_Problem to work on_
Copy, from the entries below, each line in which the string "content" appears.
○ ○ ○ ○ ○
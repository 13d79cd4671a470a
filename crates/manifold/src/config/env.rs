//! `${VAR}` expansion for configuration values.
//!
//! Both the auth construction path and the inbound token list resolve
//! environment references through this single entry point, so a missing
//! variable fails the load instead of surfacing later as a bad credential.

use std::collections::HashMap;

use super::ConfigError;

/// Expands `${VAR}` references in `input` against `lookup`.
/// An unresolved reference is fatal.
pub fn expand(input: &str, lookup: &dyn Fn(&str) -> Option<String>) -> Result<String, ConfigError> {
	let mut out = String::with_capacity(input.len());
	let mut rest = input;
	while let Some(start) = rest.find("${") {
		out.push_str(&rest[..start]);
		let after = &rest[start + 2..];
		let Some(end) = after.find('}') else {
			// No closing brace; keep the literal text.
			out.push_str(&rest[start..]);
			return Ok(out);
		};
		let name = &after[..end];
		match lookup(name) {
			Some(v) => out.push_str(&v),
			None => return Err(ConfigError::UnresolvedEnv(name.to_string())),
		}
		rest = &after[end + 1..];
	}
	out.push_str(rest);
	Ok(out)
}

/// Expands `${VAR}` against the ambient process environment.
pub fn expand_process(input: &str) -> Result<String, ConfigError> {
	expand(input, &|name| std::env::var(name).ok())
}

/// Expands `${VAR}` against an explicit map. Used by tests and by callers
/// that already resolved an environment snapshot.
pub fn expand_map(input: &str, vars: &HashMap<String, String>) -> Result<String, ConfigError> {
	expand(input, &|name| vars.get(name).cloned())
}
○ ○ ○ ○ ○
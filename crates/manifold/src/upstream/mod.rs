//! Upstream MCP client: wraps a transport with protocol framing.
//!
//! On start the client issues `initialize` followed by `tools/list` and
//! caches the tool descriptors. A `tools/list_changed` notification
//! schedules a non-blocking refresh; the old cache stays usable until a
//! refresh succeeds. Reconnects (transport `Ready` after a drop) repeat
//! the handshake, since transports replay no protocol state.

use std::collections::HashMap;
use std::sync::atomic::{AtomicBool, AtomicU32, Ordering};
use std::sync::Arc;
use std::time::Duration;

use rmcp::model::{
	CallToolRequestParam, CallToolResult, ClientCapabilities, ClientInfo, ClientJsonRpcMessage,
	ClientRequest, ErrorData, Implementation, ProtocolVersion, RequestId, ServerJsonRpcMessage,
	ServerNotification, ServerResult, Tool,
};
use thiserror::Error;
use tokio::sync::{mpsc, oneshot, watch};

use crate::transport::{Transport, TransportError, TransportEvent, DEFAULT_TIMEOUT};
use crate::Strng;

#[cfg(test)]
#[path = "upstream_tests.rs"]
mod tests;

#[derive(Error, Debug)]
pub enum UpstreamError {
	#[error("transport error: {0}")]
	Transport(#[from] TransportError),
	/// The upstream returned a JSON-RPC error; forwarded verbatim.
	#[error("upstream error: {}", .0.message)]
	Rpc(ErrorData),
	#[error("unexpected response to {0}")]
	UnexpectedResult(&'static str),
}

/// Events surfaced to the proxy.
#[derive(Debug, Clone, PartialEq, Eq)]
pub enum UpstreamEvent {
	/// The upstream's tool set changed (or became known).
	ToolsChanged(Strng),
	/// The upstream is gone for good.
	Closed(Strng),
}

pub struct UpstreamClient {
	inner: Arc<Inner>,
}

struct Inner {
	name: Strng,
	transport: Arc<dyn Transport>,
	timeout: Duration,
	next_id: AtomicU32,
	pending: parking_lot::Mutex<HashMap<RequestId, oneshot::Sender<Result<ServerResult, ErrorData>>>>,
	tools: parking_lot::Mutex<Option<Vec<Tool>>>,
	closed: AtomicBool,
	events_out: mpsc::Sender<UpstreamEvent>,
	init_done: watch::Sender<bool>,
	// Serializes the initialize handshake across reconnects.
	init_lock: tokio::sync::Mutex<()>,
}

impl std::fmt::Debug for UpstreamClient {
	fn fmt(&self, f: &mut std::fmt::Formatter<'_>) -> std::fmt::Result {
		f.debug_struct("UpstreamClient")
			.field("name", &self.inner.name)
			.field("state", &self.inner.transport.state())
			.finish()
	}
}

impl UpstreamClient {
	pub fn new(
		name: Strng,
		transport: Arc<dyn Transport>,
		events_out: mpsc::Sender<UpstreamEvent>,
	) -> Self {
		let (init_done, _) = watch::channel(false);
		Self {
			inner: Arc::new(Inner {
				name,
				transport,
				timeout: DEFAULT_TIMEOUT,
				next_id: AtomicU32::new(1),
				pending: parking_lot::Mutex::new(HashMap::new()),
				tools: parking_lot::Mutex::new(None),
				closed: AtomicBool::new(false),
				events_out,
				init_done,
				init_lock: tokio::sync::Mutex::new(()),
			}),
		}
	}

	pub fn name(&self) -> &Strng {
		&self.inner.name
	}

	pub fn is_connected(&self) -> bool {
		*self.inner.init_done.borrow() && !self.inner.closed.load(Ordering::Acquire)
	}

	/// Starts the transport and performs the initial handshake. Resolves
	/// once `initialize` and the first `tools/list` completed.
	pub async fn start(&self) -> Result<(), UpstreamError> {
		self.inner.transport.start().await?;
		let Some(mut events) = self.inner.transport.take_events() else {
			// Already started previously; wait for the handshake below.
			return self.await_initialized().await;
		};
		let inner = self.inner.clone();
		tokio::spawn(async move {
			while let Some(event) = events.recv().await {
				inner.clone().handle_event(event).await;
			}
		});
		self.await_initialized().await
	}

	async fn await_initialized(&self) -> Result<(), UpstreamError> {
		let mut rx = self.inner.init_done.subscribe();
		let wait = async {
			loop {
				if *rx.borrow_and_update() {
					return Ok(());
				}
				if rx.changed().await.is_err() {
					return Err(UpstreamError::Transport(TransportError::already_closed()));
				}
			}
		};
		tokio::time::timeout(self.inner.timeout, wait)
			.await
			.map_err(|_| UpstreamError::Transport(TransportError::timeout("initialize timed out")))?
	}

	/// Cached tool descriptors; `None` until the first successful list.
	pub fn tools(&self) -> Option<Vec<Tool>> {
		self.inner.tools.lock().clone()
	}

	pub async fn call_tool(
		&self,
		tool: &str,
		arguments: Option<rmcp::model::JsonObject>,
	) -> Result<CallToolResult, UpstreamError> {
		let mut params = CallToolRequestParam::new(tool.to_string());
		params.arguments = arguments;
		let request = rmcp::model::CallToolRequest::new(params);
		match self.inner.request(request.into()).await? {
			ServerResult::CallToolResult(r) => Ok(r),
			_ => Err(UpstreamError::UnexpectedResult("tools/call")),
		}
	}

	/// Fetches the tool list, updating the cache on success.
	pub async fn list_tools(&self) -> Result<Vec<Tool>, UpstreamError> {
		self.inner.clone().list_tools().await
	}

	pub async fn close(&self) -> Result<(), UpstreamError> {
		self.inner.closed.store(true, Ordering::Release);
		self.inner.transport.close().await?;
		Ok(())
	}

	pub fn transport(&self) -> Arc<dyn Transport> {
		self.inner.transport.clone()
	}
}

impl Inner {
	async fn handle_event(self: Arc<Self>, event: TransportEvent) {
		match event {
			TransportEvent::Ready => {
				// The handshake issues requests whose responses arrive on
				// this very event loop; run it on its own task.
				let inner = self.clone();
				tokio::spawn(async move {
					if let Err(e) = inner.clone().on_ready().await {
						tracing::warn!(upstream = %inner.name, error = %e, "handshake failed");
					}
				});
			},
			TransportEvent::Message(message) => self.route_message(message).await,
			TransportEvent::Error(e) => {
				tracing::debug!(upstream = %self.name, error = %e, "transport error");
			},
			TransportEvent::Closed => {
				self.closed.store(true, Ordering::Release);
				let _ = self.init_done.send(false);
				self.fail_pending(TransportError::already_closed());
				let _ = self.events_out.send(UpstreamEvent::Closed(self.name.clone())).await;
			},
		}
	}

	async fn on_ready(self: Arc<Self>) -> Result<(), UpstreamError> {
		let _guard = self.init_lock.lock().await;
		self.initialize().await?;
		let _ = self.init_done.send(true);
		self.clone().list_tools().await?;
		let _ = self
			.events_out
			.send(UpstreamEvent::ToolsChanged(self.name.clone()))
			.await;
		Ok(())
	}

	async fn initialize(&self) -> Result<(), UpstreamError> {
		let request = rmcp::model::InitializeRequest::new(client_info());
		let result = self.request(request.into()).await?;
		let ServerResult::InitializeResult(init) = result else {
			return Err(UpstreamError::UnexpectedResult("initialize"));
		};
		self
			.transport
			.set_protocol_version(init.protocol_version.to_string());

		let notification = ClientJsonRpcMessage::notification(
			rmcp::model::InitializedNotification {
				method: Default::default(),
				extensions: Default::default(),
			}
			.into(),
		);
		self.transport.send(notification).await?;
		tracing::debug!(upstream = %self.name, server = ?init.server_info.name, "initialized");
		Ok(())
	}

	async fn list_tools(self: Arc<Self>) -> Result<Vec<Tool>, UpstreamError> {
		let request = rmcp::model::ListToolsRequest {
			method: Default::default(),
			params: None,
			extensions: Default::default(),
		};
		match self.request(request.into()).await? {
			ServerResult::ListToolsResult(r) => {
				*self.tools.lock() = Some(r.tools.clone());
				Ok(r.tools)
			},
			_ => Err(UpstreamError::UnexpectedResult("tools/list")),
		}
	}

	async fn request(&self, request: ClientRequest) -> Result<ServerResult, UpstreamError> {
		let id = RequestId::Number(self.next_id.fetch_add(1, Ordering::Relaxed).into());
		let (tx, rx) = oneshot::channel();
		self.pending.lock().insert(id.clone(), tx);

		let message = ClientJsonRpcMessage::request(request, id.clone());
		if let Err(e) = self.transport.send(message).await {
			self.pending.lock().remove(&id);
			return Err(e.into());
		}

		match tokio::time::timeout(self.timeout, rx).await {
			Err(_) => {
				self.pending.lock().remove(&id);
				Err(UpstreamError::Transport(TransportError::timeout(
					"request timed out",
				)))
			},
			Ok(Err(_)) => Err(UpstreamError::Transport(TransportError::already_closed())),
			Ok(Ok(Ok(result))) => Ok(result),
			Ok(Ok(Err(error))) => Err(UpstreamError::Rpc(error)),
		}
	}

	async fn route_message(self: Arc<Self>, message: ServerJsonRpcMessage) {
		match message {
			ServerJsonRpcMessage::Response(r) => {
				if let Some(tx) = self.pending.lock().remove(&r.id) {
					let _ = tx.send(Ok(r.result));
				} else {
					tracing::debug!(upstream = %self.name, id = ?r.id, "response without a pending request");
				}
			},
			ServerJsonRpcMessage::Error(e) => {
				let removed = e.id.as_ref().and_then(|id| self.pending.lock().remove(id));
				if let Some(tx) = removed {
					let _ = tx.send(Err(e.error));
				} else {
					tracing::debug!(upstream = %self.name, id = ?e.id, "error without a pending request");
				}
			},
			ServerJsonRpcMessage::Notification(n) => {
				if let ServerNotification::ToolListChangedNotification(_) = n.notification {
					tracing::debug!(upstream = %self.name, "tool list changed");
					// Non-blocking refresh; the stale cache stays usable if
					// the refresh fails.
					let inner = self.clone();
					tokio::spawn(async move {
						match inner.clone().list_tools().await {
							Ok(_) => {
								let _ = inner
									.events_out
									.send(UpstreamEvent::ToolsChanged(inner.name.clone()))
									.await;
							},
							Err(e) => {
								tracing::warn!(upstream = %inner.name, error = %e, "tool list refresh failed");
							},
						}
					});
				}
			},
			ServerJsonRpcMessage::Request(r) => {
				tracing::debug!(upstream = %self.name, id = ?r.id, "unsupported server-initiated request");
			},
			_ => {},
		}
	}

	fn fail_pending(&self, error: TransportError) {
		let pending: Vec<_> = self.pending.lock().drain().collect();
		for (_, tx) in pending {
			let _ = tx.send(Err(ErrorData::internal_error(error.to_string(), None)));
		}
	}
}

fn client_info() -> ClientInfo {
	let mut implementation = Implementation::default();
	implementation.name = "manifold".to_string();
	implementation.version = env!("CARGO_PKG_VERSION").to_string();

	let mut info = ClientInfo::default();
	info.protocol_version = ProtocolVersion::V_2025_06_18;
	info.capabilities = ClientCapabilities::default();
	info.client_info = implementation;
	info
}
○ ○ ○ ○ ○
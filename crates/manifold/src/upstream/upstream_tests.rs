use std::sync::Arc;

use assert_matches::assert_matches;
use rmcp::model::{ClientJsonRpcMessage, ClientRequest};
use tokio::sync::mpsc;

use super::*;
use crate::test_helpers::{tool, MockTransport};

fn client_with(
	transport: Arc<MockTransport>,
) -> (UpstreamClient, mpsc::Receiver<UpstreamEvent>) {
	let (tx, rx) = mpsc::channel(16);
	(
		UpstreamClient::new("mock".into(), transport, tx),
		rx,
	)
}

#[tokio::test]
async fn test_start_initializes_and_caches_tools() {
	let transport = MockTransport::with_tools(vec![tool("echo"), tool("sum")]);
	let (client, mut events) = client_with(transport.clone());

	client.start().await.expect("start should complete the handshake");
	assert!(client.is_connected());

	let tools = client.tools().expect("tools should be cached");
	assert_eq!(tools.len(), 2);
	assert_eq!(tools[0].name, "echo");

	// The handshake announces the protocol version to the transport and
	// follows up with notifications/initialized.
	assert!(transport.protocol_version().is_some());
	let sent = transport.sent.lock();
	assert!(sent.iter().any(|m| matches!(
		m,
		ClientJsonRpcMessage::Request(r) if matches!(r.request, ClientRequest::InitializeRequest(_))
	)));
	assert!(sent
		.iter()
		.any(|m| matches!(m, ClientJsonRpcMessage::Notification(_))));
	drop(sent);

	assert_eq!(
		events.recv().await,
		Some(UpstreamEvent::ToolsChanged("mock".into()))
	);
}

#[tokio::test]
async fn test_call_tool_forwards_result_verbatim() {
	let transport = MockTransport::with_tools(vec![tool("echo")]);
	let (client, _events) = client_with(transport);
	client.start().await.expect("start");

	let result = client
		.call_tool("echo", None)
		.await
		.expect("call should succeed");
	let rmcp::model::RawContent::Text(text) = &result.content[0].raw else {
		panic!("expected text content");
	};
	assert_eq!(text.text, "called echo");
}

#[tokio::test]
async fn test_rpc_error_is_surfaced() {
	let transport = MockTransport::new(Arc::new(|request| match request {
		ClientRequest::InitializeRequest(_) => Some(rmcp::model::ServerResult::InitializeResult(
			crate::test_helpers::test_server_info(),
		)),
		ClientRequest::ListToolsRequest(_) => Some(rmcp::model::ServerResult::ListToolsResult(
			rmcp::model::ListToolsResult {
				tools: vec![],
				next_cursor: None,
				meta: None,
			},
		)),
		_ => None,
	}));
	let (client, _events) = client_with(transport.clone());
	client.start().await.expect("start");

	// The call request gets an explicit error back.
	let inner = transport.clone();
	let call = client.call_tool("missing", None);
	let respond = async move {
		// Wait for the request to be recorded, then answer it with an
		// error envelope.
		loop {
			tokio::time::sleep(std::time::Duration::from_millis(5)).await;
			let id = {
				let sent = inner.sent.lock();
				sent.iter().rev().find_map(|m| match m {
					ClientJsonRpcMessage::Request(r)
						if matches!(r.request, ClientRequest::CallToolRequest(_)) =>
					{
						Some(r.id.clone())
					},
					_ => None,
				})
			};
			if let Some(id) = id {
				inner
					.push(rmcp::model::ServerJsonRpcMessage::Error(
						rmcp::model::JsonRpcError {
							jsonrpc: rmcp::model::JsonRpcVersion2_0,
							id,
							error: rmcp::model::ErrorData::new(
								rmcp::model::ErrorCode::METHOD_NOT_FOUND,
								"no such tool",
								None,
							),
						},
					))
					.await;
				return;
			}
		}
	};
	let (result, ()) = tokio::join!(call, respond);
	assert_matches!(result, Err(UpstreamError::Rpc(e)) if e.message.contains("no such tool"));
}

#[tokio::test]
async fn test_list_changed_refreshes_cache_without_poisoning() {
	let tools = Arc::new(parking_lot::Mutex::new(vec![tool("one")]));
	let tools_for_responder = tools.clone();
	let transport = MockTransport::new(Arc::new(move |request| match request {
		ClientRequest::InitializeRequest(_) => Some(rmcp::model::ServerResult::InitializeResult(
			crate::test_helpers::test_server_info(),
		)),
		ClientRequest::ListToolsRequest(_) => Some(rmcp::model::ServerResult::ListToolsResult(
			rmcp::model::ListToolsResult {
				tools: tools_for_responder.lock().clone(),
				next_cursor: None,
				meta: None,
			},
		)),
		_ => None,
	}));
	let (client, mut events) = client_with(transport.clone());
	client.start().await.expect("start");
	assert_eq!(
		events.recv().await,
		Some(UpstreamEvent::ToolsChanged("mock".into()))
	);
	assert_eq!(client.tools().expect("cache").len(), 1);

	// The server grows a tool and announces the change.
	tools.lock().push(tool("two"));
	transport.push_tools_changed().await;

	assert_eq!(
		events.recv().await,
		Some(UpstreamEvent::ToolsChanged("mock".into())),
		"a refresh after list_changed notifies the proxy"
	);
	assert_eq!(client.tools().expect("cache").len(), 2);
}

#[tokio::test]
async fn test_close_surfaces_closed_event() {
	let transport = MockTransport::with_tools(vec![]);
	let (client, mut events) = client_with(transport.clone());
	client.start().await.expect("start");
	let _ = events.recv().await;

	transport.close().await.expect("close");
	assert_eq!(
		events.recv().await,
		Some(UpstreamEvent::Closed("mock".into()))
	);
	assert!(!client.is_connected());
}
○ ○ ○ ○ ○
_Problem solution_
	let rmcp::model::RawContent::Text(text) = &result.content[0].raw else {
		panic!("expected text content");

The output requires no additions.